I know it happens. Not everyone gets their paperwork done on day 1, particularly people
who are homeless, in the middle of a separation or in hospital, or those who have serious
health issues or can’t access technology—because, God knows, you could die and need the bereavement
allowance for someone else while you were trying to get through to Centrelink on the
1800 number! There’s a particularly huge impact on people
in my electorate—particularly migrants—as 55 per cent in my electorate were born overseas,
with at least 60 per cent speaking a language other than English at home. These are people
who often have to find additional documents to keep the Centrelink beast happy. They often
have to get copies of these documents from other countries, which is not a quick process.

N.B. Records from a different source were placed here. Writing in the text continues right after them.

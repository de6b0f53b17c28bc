use std::io::{BufRead, BufReader};
use std::time::Duration;

use reqwest::StatusCode;
use reqwest::blocking::Client;
use serde::{Deserialize, Serialize};
use serde_json::Value;
use tracing::{debug, info, warn};

use super::{DEFAULT_CONTEXT_WINDOW, ModelGateway, SamplingParams};
use crate::config::Config;
use crate::error::{InferError, Result};

/// Ollama exposes no tokenizer endpoint, so prompt sizes are estimated.
const CHARS_PER_TOKEN: usize = 4;

/// Model gateway backed by a local or remote Ollama server.
///
/// Prompts are fully rendered on our side and sent with `raw = true`, so
/// Ollama's own template is bypassed.  Streaming responses arrive as NDJSON
/// lines; the stop predicate is checked between lines and dropping the
/// response closes the connection, which aborts decoding on the server.
pub struct OllamaGateway {
    client: Client,
    base_url: String,
    model: String,
    context_window: usize,
}

#[derive(Serialize)]
struct ModelRequest<'a> {
    model: &'a str,
    #[serde(skip_serializing_if = "Option::is_none")]
    stream: Option<bool>,
}

#[derive(Serialize)]
struct GenerateRequest<'a> {
    model: &'a str,
    prompt: &'a str,
    raw: bool,
    stream: bool,
    options: GenerateOptions,
}

#[derive(Serialize)]
struct GenerateOptions {
    num_predict: usize,
    num_ctx: usize,
    temperature: f32,
    top_p: f32,
    top_k: u32,
}

#[derive(Deserialize)]
struct GenerateChunk {
    #[serde(default)]
    response: String,
    #[serde(default)]
    done: bool,
    #[serde(default)]
    done_reason: Option<String>,
    #[serde(default)]
    error: Option<String>,
    #[serde(default)]
    eval_count: Option<u64>,
    #[serde(default)]
    prompt_eval_count: Option<u64>,
}

/// One decoded line of the `/api/generate` stream.
#[derive(Debug, PartialEq)]
enum StreamLine {
    Fragment(String),
    Done {
        reason: Option<String>,
        eval_count: Option<u64>,
        prompt_eval_count: Option<u64>,
    },
}

impl OllamaGateway {
    /// Connect to the server and make sure the model is available, pulling
    /// it first when the provider allows remote fetches.
    pub fn load(config: &Config) -> Result<Self> {
        let base_url = config.model.host.trim_end_matches('/').to_string();
        let model = config.model.name.clone();

        let timeout = (config.model.timeout_secs > 0)
            .then(|| Duration::from_secs(config.model.timeout_secs));
        let client = Client::builder()
            .timeout(timeout)
            .build()
            .map_err(|e| InferError::Config(format!("failed to create HTTP client: {e}")))?;

        info!(
            model = %model,
            base_url = %base_url,
            provider = %config.model.provider,
            "loading Ollama model"
        );

        let mut gateway = Self {
            client,
            base_url,
            model,
            context_window: DEFAULT_CONTEXT_WINDOW,
        };

        let show = match gateway.show()? {
            Some(show) => show,
            None if config.allows_remote_fetch() => {
                gateway.pull()?;
                gateway.show()?.ok_or_else(|| {
                    InferError::ModelUnavailable(format!(
                        "model {} still missing after pull",
                        gateway.model
                    ))
                })?
            }
            None => {
                return Err(InferError::ModelUnavailable(format!(
                    "model {} is not available locally and provider is \"local\"",
                    gateway.model
                )));
            }
        };

        gateway.context_window = if config.model.context_length > 0 {
            config.model.context_length
        } else {
            context_length_from_show(&show).unwrap_or(DEFAULT_CONTEXT_WINDOW)
        };

        Ok(gateway)
    }

    /// `POST /api/show`.  `Ok(None)` means the server does not know the model.
    fn show(&self) -> Result<Option<Value>> {
        let url = format!("{}/api/show", self.base_url);
        let resp = self
            .client
            .post(&url)
            .json(&ModelRequest {
                model: &self.model,
                stream: None,
            })
            .send()
            .map_err(transport_error)?;

        let status = resp.status();
        if status == StatusCode::NOT_FOUND {
            return Ok(None);
        }
        if !status.is_success() {
            let body = resp.text().unwrap_or_default();
            return Err(classify_error(status, &body));
        }

        Ok(Some(resp.json::<Value>()?))
    }

    /// `POST /api/pull` (non-streaming; returns once the weights are local).
    fn pull(&self) -> Result<()> {
        info!(model = %self.model, "model not present, pulling");
        let url = format!("{}/api/pull", self.base_url);
        let resp = self
            .client
            .post(&url)
            .json(&ModelRequest {
                model: &self.model,
                stream: Some(false),
            })
            .send()
            .map_err(transport_error)?;

        let status = resp.status();
        if !status.is_success() {
            let body = resp.text().unwrap_or_default();
            return Err(classify_error(status, &body));
        }
        info!(model = %self.model, "model pulled");
        Ok(())
    }
}

impl ModelGateway for OllamaGateway {
    fn name(&self) -> &str {
        "ollama"
    }

    fn model(&self) -> &str {
        &self.model
    }

    fn context_window(&self) -> usize {
        self.context_window
    }

    fn count_tokens(&self, text: &str) -> Result<usize> {
        Ok(estimate_tokens(text))
    }

    fn generate(
        &self,
        prompt: &str,
        max_new_tokens: usize,
        sampling: &SamplingParams,
        should_stop: &dyn Fn() -> bool,
        on_fragment: &mut dyn FnMut(String) -> bool,
    ) -> Result<()> {
        let url = format!("{}/api/generate", self.base_url);
        let body = GenerateRequest {
            model: &self.model,
            prompt,
            raw: true,
            stream: true,
            options: GenerateOptions {
                num_predict: max_new_tokens,
                num_ctx: self.context_window,
                temperature: if sampling.do_sample { sampling.temperature } else { 0.0 },
                top_p: sampling.top_p,
                top_k: sampling.top_k,
            },
        };

        debug!(
            model = %self.model,
            prompt_len = prompt.len(),
            max_new_tokens,
            "invoking Ollama generate"
        );

        let resp = self
            .client
            .post(&url)
            .json(&body)
            .send()
            .map_err(transport_error)?;

        let status = resp.status();
        if !status.is_success() {
            let error_text = resp.text().unwrap_or_default();
            warn!(status = %status, error = %error_text, "Ollama API error");
            return Err(classify_error(status, &error_text));
        }

        for line in BufReader::new(resp).lines() {
            if should_stop() {
                return Err(InferError::CancelledByCaller);
            }

            let line = line?;
            if line.trim().is_empty() {
                continue;
            }

            match parse_stream_line(&line)? {
                StreamLine::Fragment(text) => {
                    if !text.is_empty() && !on_fragment(text) {
                        return Ok(());
                    }
                }
                StreamLine::Done {
                    reason,
                    eval_count,
                    prompt_eval_count,
                } => {
                    debug!(
                        reason = reason.as_deref().unwrap_or("unknown"),
                        eval_tokens = eval_count.unwrap_or(0),
                        prompt_tokens = prompt_eval_count.unwrap_or(0),
                        "Ollama generation finished"
                    );
                    return Ok(());
                }
            }
        }

        Ok(())
    }
}

fn estimate_tokens(text: &str) -> usize {
    text.chars().count().div_ceil(CHARS_PER_TOKEN)
}

fn parse_stream_line(line: &str) -> Result<StreamLine> {
    let chunk: GenerateChunk = serde_json::from_str(line)?;

    if let Some(error) = chunk.error {
        return Err(classify_error(StatusCode::INTERNAL_SERVER_ERROR, &error));
    }

    if chunk.done {
        // The final line may still carry a trailing fragment.
        if !chunk.response.is_empty() {
            return Ok(StreamLine::Fragment(chunk.response));
        }
        return Ok(StreamLine::Done {
            reason: chunk.done_reason,
            eval_count: chunk.eval_count,
            prompt_eval_count: chunk.prompt_eval_count,
        });
    }

    Ok(StreamLine::Fragment(chunk.response))
}

/// Pull `<arch>.context_length` out of an `/api/show` response.
fn context_length_from_show(show: &Value) -> Option<usize> {
    show.get("model_info")?
        .as_object()?
        .iter()
        .find(|(key, _)| key.ends_with(".context_length"))
        .and_then(|(_, v)| v.as_u64())
        .map(|n| n as usize)
}

/// Extract the message from an `{"error": "..."}` body, falling back to the
/// raw text.
fn error_message(body: &str) -> String {
    serde_json::from_str::<Value>(body)
        .ok()
        .and_then(|v| v.get("error").and_then(Value::as_str).map(str::to_string))
        .unwrap_or_else(|| body.trim().to_string())
}

fn classify_error(status: StatusCode, body: &str) -> InferError {
    let message = error_message(body);
    let lower = message.to_lowercase();

    if lower.contains("out of memory")
        || lower.contains("requires more system memory")
        || lower.contains("insufficient memory")
    {
        return InferError::ResourceExhausted(format!("model does not fit: {message}"));
    }

    match status {
        StatusCode::NOT_FOUND => InferError::ModelUnavailable(format!("model not found: {message}")),
        StatusCode::SERVICE_UNAVAILABLE => InferError::ModelUnavailable(message),
        _ => InferError::Generation(format!("Ollama returned {status}: {message}")),
    }
}

fn transport_error(e: reqwest::Error) -> InferError {
    if e.is_connect() || e.is_timeout() {
        InferError::ModelUnavailable(format!("cannot reach model server: {e}"))
    } else {
        InferError::Http(e)
    }
}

They can rush themselves, but they can’t always rush a foreign embassy or international mail
service. Some people need a bit of a hand to fill out forms or understand what clause
72B actually means. They can find it difficult. The changes to the liquid assets test currently
before the parliament—proposed in another bill—to extend the waiting period up to
26 weeks, depending on your liquid assets, would effectively mean that, before you get
5c from Centrelink, you have to basically run down every last dollar of your savings.
It’s a nasty, mean little measure designed to make people run down their savings, push
them to the brink of poverty and take away that tiny bit of dignity, in terms of a security
blanket of a grand or two that they might have built up for hard times. I’ve said enough and I think you get my sense
of frustration with many measures in this bill. The government could choose to strike
out the ridiculous bits—the bits that are there just to bait us to oppose it or as some
sort of sop to the right wing of your party—but we’ll see. Some bits of the bill, of course,
are worth supporting, but I think we’ve heard enough on those in other speeches.